Find each line of the material below in which the word "verbosity" occurs, and return it.

------ INPUT FOR THIS TASK

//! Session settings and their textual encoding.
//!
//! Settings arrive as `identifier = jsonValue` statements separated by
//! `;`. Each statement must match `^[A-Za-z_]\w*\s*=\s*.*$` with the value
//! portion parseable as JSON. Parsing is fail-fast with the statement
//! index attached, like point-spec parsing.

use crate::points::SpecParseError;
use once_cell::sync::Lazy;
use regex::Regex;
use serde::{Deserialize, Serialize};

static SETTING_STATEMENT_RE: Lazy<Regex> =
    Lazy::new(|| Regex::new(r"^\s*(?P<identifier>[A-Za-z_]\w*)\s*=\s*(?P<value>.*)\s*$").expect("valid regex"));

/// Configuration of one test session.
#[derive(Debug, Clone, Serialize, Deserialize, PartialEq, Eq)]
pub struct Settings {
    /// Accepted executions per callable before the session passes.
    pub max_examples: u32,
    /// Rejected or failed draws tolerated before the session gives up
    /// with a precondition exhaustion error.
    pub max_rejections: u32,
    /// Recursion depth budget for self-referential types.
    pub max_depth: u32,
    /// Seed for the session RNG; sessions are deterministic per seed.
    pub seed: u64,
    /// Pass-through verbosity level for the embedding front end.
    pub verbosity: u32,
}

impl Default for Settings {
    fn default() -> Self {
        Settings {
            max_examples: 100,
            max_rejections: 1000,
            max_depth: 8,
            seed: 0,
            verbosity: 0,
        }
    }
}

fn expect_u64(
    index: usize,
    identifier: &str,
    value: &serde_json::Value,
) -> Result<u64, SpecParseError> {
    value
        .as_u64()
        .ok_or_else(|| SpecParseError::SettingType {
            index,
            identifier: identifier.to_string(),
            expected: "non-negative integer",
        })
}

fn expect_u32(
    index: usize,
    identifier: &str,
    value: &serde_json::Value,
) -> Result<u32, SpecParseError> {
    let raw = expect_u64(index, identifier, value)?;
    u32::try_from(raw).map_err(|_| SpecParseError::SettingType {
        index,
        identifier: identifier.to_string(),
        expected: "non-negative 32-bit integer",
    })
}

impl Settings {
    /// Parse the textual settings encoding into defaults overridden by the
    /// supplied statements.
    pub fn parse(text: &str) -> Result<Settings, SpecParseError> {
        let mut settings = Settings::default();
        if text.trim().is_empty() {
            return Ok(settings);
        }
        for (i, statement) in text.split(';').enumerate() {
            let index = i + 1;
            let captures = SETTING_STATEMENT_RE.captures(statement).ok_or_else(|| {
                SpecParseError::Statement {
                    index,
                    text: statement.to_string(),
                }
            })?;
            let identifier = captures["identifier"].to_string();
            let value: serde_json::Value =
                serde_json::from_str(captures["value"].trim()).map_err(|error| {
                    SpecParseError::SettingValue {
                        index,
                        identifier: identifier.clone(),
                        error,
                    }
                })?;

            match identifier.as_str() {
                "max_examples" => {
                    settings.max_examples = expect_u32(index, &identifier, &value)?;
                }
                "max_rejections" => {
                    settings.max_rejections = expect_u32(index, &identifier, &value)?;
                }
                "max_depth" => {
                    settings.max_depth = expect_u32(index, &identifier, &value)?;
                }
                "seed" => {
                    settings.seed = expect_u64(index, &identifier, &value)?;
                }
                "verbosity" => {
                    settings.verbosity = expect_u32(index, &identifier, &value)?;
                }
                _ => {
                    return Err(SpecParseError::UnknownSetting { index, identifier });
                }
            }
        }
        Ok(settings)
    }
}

------------
------ INPUT FOR THIS TASK

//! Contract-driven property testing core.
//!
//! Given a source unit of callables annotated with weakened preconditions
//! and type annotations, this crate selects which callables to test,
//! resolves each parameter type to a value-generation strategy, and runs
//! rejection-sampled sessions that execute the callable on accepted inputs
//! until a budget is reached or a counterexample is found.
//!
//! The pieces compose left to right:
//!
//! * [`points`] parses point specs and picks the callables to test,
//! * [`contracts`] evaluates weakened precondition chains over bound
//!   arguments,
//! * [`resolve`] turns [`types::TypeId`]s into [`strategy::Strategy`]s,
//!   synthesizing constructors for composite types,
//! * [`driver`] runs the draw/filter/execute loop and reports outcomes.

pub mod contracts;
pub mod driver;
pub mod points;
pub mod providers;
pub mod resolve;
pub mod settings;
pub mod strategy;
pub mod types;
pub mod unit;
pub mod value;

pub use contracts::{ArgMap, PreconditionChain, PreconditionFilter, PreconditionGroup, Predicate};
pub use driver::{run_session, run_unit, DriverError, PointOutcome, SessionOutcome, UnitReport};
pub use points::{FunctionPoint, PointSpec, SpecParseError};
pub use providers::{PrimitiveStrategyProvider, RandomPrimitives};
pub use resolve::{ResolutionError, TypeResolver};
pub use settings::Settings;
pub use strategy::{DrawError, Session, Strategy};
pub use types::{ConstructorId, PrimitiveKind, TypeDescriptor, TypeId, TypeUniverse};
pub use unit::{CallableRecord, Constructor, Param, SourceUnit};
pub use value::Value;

------------

• **COMPLETED TASK**:
    /// Pass-through verbosity level for the embedding front end.
    pub verbosity: u32,
            verbosity: 0,
                "verbosity" => {
                    settings.verbosity = expect_u32(index, &identifier, &value)?;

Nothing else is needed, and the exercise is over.